The Hobbit - German cover
Chapter XVI - A Thief in the Night

Oh dear!
Thorin cannot find the Arkenstone, more dwarves are marching towards Lonely Mountain to add their support to Thorin's defensive plans and Bilbo decides to take matters into his own hands.

I'm not sure if we should be proud of Bilbo for what he does (like Gandalf obviously is) or whether we should consider him to be a traitor to his friends or at least a bit sneaky and underhanded. I had forgotten all these extra bits of drama at the end of The Hobbit, so Bilbo's strategy to mediate a peace was a surprise all over again.

This becomes one of Tolkien's 'for the greater good' moments. Bilbo shows us that he is capable of giving up something precious to him for the good of the kingdom - I'm wondering now, as I write this, if maybe Tolkien was already thinking about The Fellowship of the Ring and how he makes Bilbo give up the ring for the greater good?
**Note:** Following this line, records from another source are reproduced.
// ---------------------------------------------------------------------------
// Run loop
// ---------------------------------------------------------------------------

impl SupervisorInner {
    fn state(&self) -> SupervisorState {
        *self.state.lock().unwrap_or_else(|e| e.into_inner())
    }

    fn set_state(&self, next: SupervisorState) {
        let mut state = self.state.lock().unwrap_or_else(|e| e.into_inner());
        if *state != next {
            debug!("Supervisor {}: {} -> {}", self.target, *state, next);
            *state = next;
        }
    }

    fn set_status(&self, next: ConnectionStatus) {
        let changed = {
            let mut status = self.status.lock().unwrap_or_else(|e| e.into_inner());
            let changed = *status != next;
            *status = next;
            changed
        };
        if changed {
            self.emit(SupervisorEvent::StatusChanged(next));
        }
    }

    fn emit(&self, event: SupervisorEvent) {
        // Nobody listening is fine.
        let _ = self.events.send(event);
    }

    fn streams(&self) -> Vec<String> {
        self.streams.lock().unwrap_or_else(|e| e.into_inner()).clone()
    }

    /// Forward `stream_id` events into the supervisor channel, once.
    fn ensure_forwarding(&self, stream_id: &str) {
        let mut forwarded = self.forwarded.lock().unwrap_or_else(|e| e.into_inner());
        if !forwarded.insert(stream_id.to_string()) {
            return;
        }
        let events = self.events.clone();
        self.client.on_event(stream_id, move |notification| {
            let _ = events.send(SupervisorEvent::Stream(notification.clone()));
        });
    }

    async fn run(
        self: Arc<Self>,
        mut shutdown: watch::Receiver<bool>,
        ready: oneshot::Sender<Result<()>>,
    ) {
        let mut closes = self.closes.lock().await;
        info!("Supervising {}", self.target);
        self.set_status(ConnectionStatus::Connecting);

        let first = tokio::select! {
            _ = stopped(&mut shutdown) => return,
            result = self.bring_up() => result,
        };

        let mut isolate_id = match first {
            Ok(id) => id,
            Err(Error::NoIsolate) => {
                error!("No debuggable isolate on {}", self.target);
                self.client.disconnect().await;
                self.set_state(SupervisorState::Idle);
                self.set_status(ConnectionStatus::Error);
                let _ = ready.send(Err(Error::NoIsolate));
                return;
            }
            Err(e) => {
                warn!("Initial connect to {} failed: {}", self.target, e);
                self.client.disconnect().await;
                match self.recover(&mut shutdown).await {
                    Recovery::Recovered(id) => id,
                    Recovery::Exhausted => {
                        let _ = ready.send(Err(Error::recovery_exhausted(&self.target)));
                        return;
                    }
                    Recovery::Stopped => return,
                }
            }
        };

        self.activate(&isolate_id);
        let _ = ready.send(Ok(()));

        loop {
            match self
                .watch_active(&isolate_id, &mut shutdown, &mut closes)
                .await
            {
                ActiveExit::Stopped => return,
                exit => {
                    if let ActiveExit::Closed(reason) = exit {
                        warn!("Lost connection to {}: {}", self.target, reason);
                    }
                    match self.recover(&mut shutdown).await {
                        Recovery::Recovered(id) => {
                            isolate_id = id;
                            self.activate(&isolate_id);
                            self.emit(SupervisorEvent::Reconnected);
                        }
                        Recovery::Exhausted | Recovery::Stopped => return,
                    }
                }
            }
        }
    }

    fn activate(&self, isolate_id: &str) {
        self.set_state(SupervisorState::Active);
        self.set_status(ConnectionStatus::Connected);
        self.emit(SupervisorEvent::Ready {
            isolate_id: isolate_id.to_string(),
        });
        info!("Supervisor {} active (isolate {})", self.target, isolate_id);
    }

    /// Connect, find the main isolate and (re)subscribe every stream.
    async fn bring_up(&self) -> Result<String> {
        match self.client.connect().await {
            Ok(()) | Err(Error::AlreadyConnected) => {}
            Err(e) => return Err(e),
        }

        let isolate_id = self.client.main_isolate_id().await?;

        for stream in self.streams() {
            self.ensure_forwarding(&stream);
            match self.client.stream_listen(&stream).await {
                Ok(()) => {}
                // The VM refused this stream; the others are still useful.
                Err(e @ Error::RemoteError { .. }) => {
                    warn!("Could not subscribe to {} on {}: {}", stream, self.target, e)
                }
                Err(e) => return Err(e),
            }
        }

        Ok(isolate_id)
    }

    /// Steady state: poll heap usage until the socket closes or we are stopped.
    async fn watch_active(
        &self,
        isolate_id: &str,
        shutdown: &mut watch::Receiver<bool>,
        closes: &mut mpsc::UnboundedReceiver<CloseReason>,
    ) -> ActiveExit {
        // Closes queued before this connection came up belong to older sockets.
        while closes.try_recv().is_ok() {}
        if !self.client.is_connected() {
            return ActiveExit::Closed(CloseReason::StreamEnded);
        }

        // `interval` panics on a zero period.
        let period = self
            .options
            .poll_interval
            .max(Duration::from_millis(POLL_INTERVAL_MIN_MS));
        let mut ticker = tokio::time::interval_at(tokio::time::Instant::now() + period, period);
        ticker.set_missed_tick_behavior(MissedTickBehavior::Skip);
        let mut poll: Option<JoinHandle<()>> = None;
        let (outcome_tx, mut outcomes) = mpsc::unbounded_channel::<Result<()>>();
        let mut consecutive_failures: u32 = 0;

        let exit = loop {
            tokio::select! {
                _ = stopped(shutdown) => break ActiveExit::Stopped,

                reason = closes.recv() => match reason {
                    Some(_) if self.client.is_connected() => {
                        debug!("Ignoring close of a previous connection to {}", self.target);
                    }
                    Some(reason) => break ActiveExit::Closed(reason),
                    None => break ActiveExit::Stopped,
                },

                _ = ticker.tick() => {
                    if poll.as_ref().is_some_and(|task| !task.is_finished()) {
                        trace!("Previous memory poll for {} still running, skipping tick", self.target);
                        continue;
                    }
                    poll = Some(self.spawn_poll(isolate_id, outcome_tx.clone()));
                }

                Some(outcome) = outcomes.recv() => match outcome {
                    Ok(()) => {
                        if consecutive_failures > 0 {
                            debug!(
                                "Memory poll for {} answered again after {} failure(s)",
                                self.target, consecutive_failures
                            );
                        }
                        consecutive_failures = 0;
                    }
                    Err(e @ Error::Timeout { .. }) => {
                        consecutive_failures += 1;
                        warn!(
                            "Memory poll for {} timed out ({}/{}): {}",
                            self.target, consecutive_failures, MAX_POLL_FAILURES, e
                        );
                        if consecutive_failures >= MAX_POLL_FAILURES {
                            error!(
                                "{} unresponsive after {} timed-out polls, reconnecting",
                                self.target, consecutive_failures
                            );
                            self.client.disconnect().await;
                            break ActiveExit::Unresponsive;
                        }
                    }
                    // Expected while the isolate is paused or during a reload.
                    Err(e) => debug!("Memory poll failed: {}", e),
                },
            }
        };

        if let Some(task) = poll {
            task.abort();
        }
        exit
    }

    fn spawn_poll(
        &self,
        isolate_id: &str,
        outcome: mpsc::UnboundedSender<Result<()>>,
    ) -> JoinHandle<()> {
        let client = self.client.clone();
        let events = self.events.clone();
        let isolate_id = isolate_id.to_string();
        tokio::spawn(async move {
            let result = client.get_memory_usage(&isolate_id).await.map(|memory| {
                let _ = events.send(SupervisorEvent::Memory(memory));
            });
            let _ = outcome.send(result);
        })
    }

    /// Handle one outage: consult the governor, then retry with backoff.
    async fn recover(&self, shutdown: &mut watch::Receiver<bool>) -> Recovery {
        self.set_state(SupervisorState::Reconnecting { attempt: 0 });
        self.set_status(ConnectionStatus::Disconnected);

        if !self.governor.attempt(&self.target) {
            return self.exhaust().await;
        }

        let policy = self.options.reconnect;
        for attempt in 1..=policy.max_attempts {
            let delay = policy.delay_for(attempt);
            self.set_state(SupervisorState::Reconnecting { attempt });
            self.emit(SupervisorEvent::Reconnecting {
                attempt,
                max_attempts: policy.max_attempts,
                delay,
            });
            info!(
                "Reconnecting to {} in {:?} (attempt {}/{})",
                self.target, delay, attempt, policy.max_attempts
            );

            tokio::select! {
                _ = stopped(shutdown) => return Recovery::Stopped,
                _ = tokio::time::sleep(delay) => {}
            }

            self.set_status(ConnectionStatus::Connecting);
            let outcome = tokio::select! {
                _ = stopped(shutdown) => return Recovery::Stopped,
                result = self.bring_up() => result,
            };

            match outcome {
                Ok(isolate_id) => {
                    info!("Reconnected to {} on attempt {}", self.target, attempt);
                    return Recovery::Recovered(isolate_id);
                }
                Err(e) => {
                    warn!(
                        "Reconnect attempt {}/{} to {} failed: {}",
                        attempt, policy.max_attempts, self.target, e
                    );
                    self.client.disconnect().await;
                    self.set_status(ConnectionStatus::Disconnected);
                }
            }
        }

        self.exhaust().await
    }

    async fn exhaust(&self) -> Recovery {
        error!(
            "Giving up on {}: recovery exhausted, manual restart required",
            self.target
        );
        self.client.disconnect().await;
        self.set_state(SupervisorState::Exhausted);
        self.set_status(ConnectionStatus::Error);
        self.emit(SupervisorEvent::Exhausted {
            target: self.target.clone(),
        });
        Recovery::Exhausted
    }
}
Gandalf is his usual mysterious self throughout this chapter. Sometimes it feels like he is being too mysterious for his own good though!

The Hobbit - cover design by Tove Jansson
Chapter XVII - The Clouds Burst

It looks like thing are coming to a head between the dwarves and elves and men. Thorin is furious at Bilbo and things look dire until Gandalf steps in to tell them all of the impending arrival of a warlike group of goblins and wargs. Why did he wait so long to tell them? They could have prepared better for battle if they'd had more notice surely!

New alliances and plans are quickly formed and a battle soon wages at the base of the Lonely Mountain. Bilbo wears his special ring throughout the battle and just when it looks like all will end badly for the dwarves, elves and men, the eagles arrive to help.

Bilbo gets knocked out by a large stone.

So began a battle that none expected.
Chapter XVIII - The Return Journey

Bilbo is feared lost or dead after the battle as no one can find him.

When he regains consciousness, takes off his ring and is found by a man sent out to search for the lost hobbit, he learns that the battle was won thanks to the timely arrival of the eagles and Beorn (my hero!)

Sadly we also learn of the death of Thorin, Kili and Fili (oh no!) in the battle.

This is also a chapter of farewells and praise for Bilbo.

*Thorin's funeral - There is more in you of good than you know, child of the kindly West. Some courage and some wisdom, blended in measure. If more of us valued food and cheer and song above hoarded gold, it would be a merrier world.

*Saying goodbye to the remaining dwarves - Good bye and good luck, wherever you fare!

*Parting company with the elves at the border of Mirkwood - O Bilbo the Magnificent! And I name you elf-friend and blessed. May your shadow never grow less.

Bilbo, Gandalf and Beorn then head home the long way around Mirkwood Forest along the plains in front of the Grey Mountains.

They buried Thorin deep beneath the Mountain.
Chapter XIX - The Last Stage

Gandalf and Bilbo arrive in Rivendell again. The story of their adventures are told and we learn about Gandalf's work to rid Mirkwood and the southern lands of the Necromancer.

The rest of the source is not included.